WAULDBY, a township, in the parish of Elloughton with Brough, union of Sculcoates, Hunsley-Beacon division of the wapentake of Harthill, E. riding of York, 4¼ miles (E. by S.) from South Cave; containing 48 inhabitants. It is situated south of the road from South Cave to Kirk-Ella. There are some remains of an ancient chapel, in which is a mural tablet in memory of John Parkinson, "lord of Wauldby," who died in 1676.
Wavendon (St. Mary)
WAVENDON (St. Mary), a parish, in the union of Newport-Pagnell, hundred of Newport, county of Buckingham, 3½ miles (N. W.) from Woburn; containing 846 inhabitants. The parish is on the road from Woburn to Newport-Pagnell and Northampton, and comprises 2600 acres by admeasurement. There are pits for obtaining fullers'-earth. The manufacture of bone-lace is carried on by the women and children, and a few are engaged in making straw-plat. The living is a rectory, valued in the king's books at £26. 6. 10½., and in the gift of the Hoare family: the tithes have been commuted for £702; the glebe contains 82 acres. Here are places of worship for Wesleyans and the Society of Friends. George Wells in 1714 bequeathed £800, and his niece Beatrice Miller added £200, for founding and endowing a free school: these sums were invested in land now producing a clear rental of £84. 18. The Duke of Bedford annually supplies coal for the poor to the amount of £150, in lieu of some waste land awarded under an inclosure act in 1791; and the parish is in possession of town lands, the rents of which, amounting to about £20, together with some minor charities, are distributed among the poor. Almshouses for four widows were lately built by Sir H. Hugh Hoare.

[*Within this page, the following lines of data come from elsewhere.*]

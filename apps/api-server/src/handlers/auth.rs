//! Authentication handlers.

use actix_web::{HttpResponse, web};
use validator::Validate;

use quill_core::domain::User;
use quill_core::ports::{BaseRepository, PasswordService, TokenService, UserRepository};
use quill_shared::dto::{AuthUser, LoginRequest, ProfileUser, RegisterRequest, UserData};
use quill_shared::{AuthEnvelope, DataEnvelope};

use crate::middleware::auth::Identity;
use crate::middleware::error::{AppError, AppResult};
use crate::state::AppState;

/// POST /api/auth/register
pub async fn register(
    state: web::Data<AppState>,
    body: web::Json<RegisterRequest>,
) -> AppResult<HttpResponse> {
    let req = RegisterRequest {
        username: body.username.trim().to_string(),
        email: body.email.trim().to_lowercase(),
        password: body.password.clone(),
    };
    req.validate()?;

    // Duplicate check across both unique fields.
    if state
        .users
        .find_by_username_or_email(&req.username, &req.email)
        .await?
        .is_some()
    {
        return Err(AppError::BadRequest(
            "Username or email is already registered".to_string(),
        ));
    }

    // The one place a plaintext password is turned into its stored form.
    let password_hash = state.passwords.hash(&req.password)?;

    let user = state
        .users
        .insert(User::new(req.username, req.email, password_hash))
        .await?;

    let token = state.tokens.issue(user.id)?;

    tracing::info!(user_id = %user.id, "User registered");

    Ok(HttpResponse::Created().json(AuthEnvelope::new(
        token,
        UserData {
            user: AuthUser::from(&user),
        },
    )))
}

/// POST /api/auth/login
pub async fn login(
    state: web::Data<AppState>,
    body: web::Json<LoginRequest>,
) -> AppResult<HttpResponse> {
    let email = body.email.trim().to_lowercase();

    // Unknown email and wrong password answer identically.
    let rejected = || AppError::Unauthorized("Incorrect email or password".to_string());

    let user = state
        .users
        .find_by_email(&email)
        .await?
        .ok_or_else(rejected)?;

    if !state.passwords.verify(&body.password, &user.password_hash)? {
        return Err(rejected());
    }

    let token = state.tokens.issue(user.id)?;

    Ok(HttpResponse::Ok().json(AuthEnvelope::new(
        token,
        UserData {
            user: AuthUser::from(&user),
        },
    )))
}

/// GET /api/auth/me - requires a bearer token.
pub async fn me(identity: Identity) -> AppResult<HttpResponse> {
    Ok(HttpResponse::Ok().json(DataEnvelope::new(UserData {
        user: ProfileUser::from(&identity.user),
    })))
}
//! Quill API server - library surface shared by the binary and the
//! integration tests.

pub mod config;
pub mod handlers;
pub mod middleware;
pub mod observability;
pub mod state;
pub mod telemetry;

WAVERLEY, an extra-parochial liberty, in the union and hundred of Farnham, W. division of Surrey, 2 miles (S. E. by E.) from Farnham; containing 69 inhabitants, and comprising 524 acres of land.—See Farnham.
Waverton (St. Peter)
WAVERTON (St. Peter), a parish, in the union of Great Boughton, Lower division of the hundred of Broxton, S. division of the county of Chester; containing, with the townships of Hatton and Huxley, 776 inhabitants, of whom 341 are in Waverton township, 4 miles (E. S. E.) from Chester. This parish comprises 3946 acres, whereof 1100 are in Waverton township. The road from Chester to Whitchurch and Shrewsbury, the Chester and Crewe railway, and the Chester and Nantwich canal, all pass through. There is a large quarry of excellent red stone, with which Chester cathedral was repaired a few years since. The village presents a remarkably neat and interesting appearance, great attention having been paid to, and taste displayed in, the restoration of the houses and cottages belonging to the Marquess of Westminster. The living is a perpetual curacy, in the gift of the Bishop of Chester. The rectory is valued in the king's books at £23. 6. 8., and is annexed to the bishopric: the tithes have been commuted for £435, and the glebe comprises 21 acres. The church has a very fine tower: the edifice was restored in 1841, when stained-glass windows were inserted, the pews re-arranged, and a clock added. A school was built by the Marquess of Westminster, in 1841.
WAVERTON, a township, in the parish and union of Wigton, ward and E. division of Cumberland, 2½ miles (W. S. W.) from Wigton; containing 543 inhabitants. The river Waver intersects the township, dividing it into High and Low. The tithes were commuted for land in 1811.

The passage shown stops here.